Saturday morning on the train - the best way to travel by a long shot! - reading up on news and one of the only people I would e ALWAYS listen to George Soros is giving an interview to WSJ's Gregg Ipp - the headlines say it all but do read it -
Soros, the Man Who Cries Wolf, Now Is Warning of a 'Superbubble'
http://tinyurl.com/4kezaa
Apart from the analysis on why this is a Superbubble, the most interesting part of the interview for old trader like me, is the admission by Soros that his body or more precise his back helps him in knowing when he is wrong - something I surely recognise and something I keep working on. The more scientific reasoning for this being that the brain can do 20-25 function at any one timw, while our subconsciousness can do billion of iterations at the same - basically with experience we get "feel" and "body answer" to when we can "feel" things are wrong.
This has been shown in several academic papers the easiet reading probably Gladwell's: Blink
http://www.gladwell.com/blink/
but an even more specific and to the point analysis of Soros' Backache is my old friend Dr. Flavia Cymbalista.
She spent considerable time analysing Soros, and even had an audience with him to finess those skills. Read about her and the thinking @ her
Website:htttp://www.marketfocusing.com/main.html
Enough about this "holistic stuff":
Markets:
The focus is slowly coming off inflation and on to stagflation, stagnation: The lesson for us is that on average stock market performance is down 3.0% y-o-y in periods of low growth and high inflation.
This time we will go even further down as the CREDIT DEFLATION is increasing in both size and magnitude every day.
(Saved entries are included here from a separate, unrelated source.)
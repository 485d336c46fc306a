//! Test factories for creating Serenity API objects.
//!
//! These factories create valid Serenity structs by deserializing JSON, simulating
//! what Discord's API would return.
//!
//! # Available Factories
//!
//! - `role::create_test_role` - Create Serenity Role objects
//! - `member::create_test_member` - Create Serenity Member objects

pub mod member;
pub mod role;

pub use member::create_test_member;
pub use role::create_test_role;
//! Discord handles resolved once during adapter initialization.

use serenity::all::RoleId;

use crate::model::role::GameRole;

/// Role IDs and bot identity looked up when the adapter initializes.
///
/// The guild and channel IDs come straight from configuration; only the values that
/// require a round trip to Discord live here.
#[derive(Debug, Clone, PartialEq)]
pub struct Handles {
    pub players_role: Option<RoleId>,
    pub admins_role: Option<RoleId>,
    pub notify_role: Option<RoleId>,
    /// Display name of the bot user.
    pub bot_name: String,
}

impl Handles {
    /// The resolved ID for a game role, if it was found in the guild.
    pub fn role(&self, role: GameRole) -> Option<RoleId> {
        match role {
            GameRole::Player => self.players_role,
            GameRole::Admin => self.admins_role,
            GameRole::Notify => self.notify_role,
        }
    }
}
//! HTTP implementation of the orders gateway

use super::gateway::{CallOutcome, OrdersGateway};
use super::models::DeliveryAlert;
use crate::config::{ApiUrlsConfig, HttpConfig};
use crate::domain::{Order, OrdersApiError, Result};
use async_trait::async_trait;
use reqwest::{Client, ClientBuilder};
use serde::Serialize;
use serde_json::Value;
use std::time::Duration;

/// Orders gateway backed by a single shared `reqwest::Client`
///
/// # Example
///
/// ```no_run
/// use delivery_alerts::adapters::orders::{HttpOrdersGateway, OrdersGateway};
/// use delivery_alerts::config::{ApiUrlsConfig, HttpConfig};
///
/// # async fn example() -> delivery_alerts::domain::Result<()> {
/// let urls = ApiUrlsConfig::new(
///     "https://orders-api.com/orders",
///     "https://alert-api.com/alerts",
///     "https://update-api.com/update",
/// );
/// let gateway = HttpOrdersGateway::new(urls, &HttpConfig::default())?;
/// let orders = gateway.fetch_orders().await?;
/// # Ok(())
/// # }
/// ```
pub struct HttpOrdersGateway {
    client: Client,
    urls: ApiUrlsConfig,
}

impl HttpOrdersGateway {
    /// Create a gateway for the given endpoints
    ///
    /// # Errors
    ///
    /// Returns an error if the HTTP client cannot be built.
    pub fn new(urls: ApiUrlsConfig, http: &HttpConfig) -> Result<Self> {
        let client = ClientBuilder::new()
            .timeout(Duration::from_secs(http.timeout_seconds))
            .connect_timeout(Duration::from_secs(http.connect_timeout_seconds))
            .build()
            .map_err(|e| OrdersApiError::ClientBuild(e.to_string()))?;

        Ok(Self { client, urls })
    }

    /// POST `body` as JSON and map the status to an outcome
    async fn post_json<T: Serialize + ?Sized>(&self, url: &str, body: &T) -> Result<CallOutcome> {
        let resp = self
            .client
            .post(url)
            .json(body)
            .send()
            .await
            .map_err(|e| OrdersApiError::from_transport(url, &e))?;

        Ok(CallOutcome::from_status(resp.status().as_u16()))
    }
}

#[async_trait]
impl OrdersGateway for HttpOrdersGateway {
    async fn fetch_orders(&self) -> Result<Vec<Value>> {
        let url = self.urls.orders_api.as_str();
        tracing::debug!(url = %url, "Fetching orders");

        let resp = self
            .client
            .get(url)
            .send()
            .await
            .map_err(|e| OrdersApiError::from_transport(url, &e))?;

        let status = resp.status();
        if !status.is_success() {
            tracing::warn!(
                url = %url,
                status = status.as_u16(),
                "Failed to fetch orders from API"
            );
            return Ok(Vec::new());
        }

        let body = resp
            .text()
            .await
            .map_err(|e| OrdersApiError::from_transport(url, &e))?;

        let orders: Vec<Value> =
            serde_json::from_str(&body).map_err(|e| OrdersApiError::InvalidResponse {
                endpoint: url.to_string(),
                message: e.to_string(),
            })?;

        tracing::info!(order_count = orders.len(), "Fetched orders");
        Ok(orders)
    }

    async fn send_alert(&self, alert: &DeliveryAlert) -> Result<CallOutcome> {
        let outcome = self
            .post_json(&self.urls.alert_api, &alert.payload())
            .await?;

        match outcome {
            CallOutcome::Accepted => tracing::info!(
                order_id = %alert.order_id,
                description = %alert.description,
                "Alert sent for delivered item"
            ),
            CallOutcome::Rejected { status } => tracing::warn!(
                order_id = %alert.order_id,
                description = %alert.description,
                status,
                "Failed to send alert for delivered item"
            ),
        }

        Ok(outcome)
    }

    async fn update_order(&self, order: &Order) -> Result<CallOutcome> {
        let outcome = self.post_json(&self.urls.update_api, order).await?;

        match outcome {
            CallOutcome::Accepted => tracing::info!(
                order_id = %order.order_id,
                "Updated order sent for processing"
            ),
            CallOutcome::Rejected { status } => tracing::warn!(
                order_id = %order.order_id,
                status,
                "Failed to send updated order for processing"
            ),
        }

        Ok(outcome)
    }
}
The chance of seeing March low is increasing - this could the final 5th leg of the downmove, but what happens next is even more important:
I believe we are in L-shaped recovery move, i.e we will move down(now) in growth worldwide and
stay low much longer than market perceive -
The built in
rate hikes in both US and Europe is out of control and no based on reality -
Buy short term papers.. 2y mainly from here. We are in market for stock picking, seeing values back to long term norm. The last 10 years return of 12% plus, need to averaged down by seeing
flat market for a number of year, while the economies reignite.
Looked at the banking sector yesterday and it's performance since 2000:
The outperformance seen in the period
2000-2008 has now disappeard and the banking sector is now back to mean reversion.
I.e. had you been long the S&P Index or the Banking part of it - it would have generated same return - now we only need the bank sector to become "cheap" to get involved.
The "unique money making machines of Wall Street" are broken down and for this is for real this time.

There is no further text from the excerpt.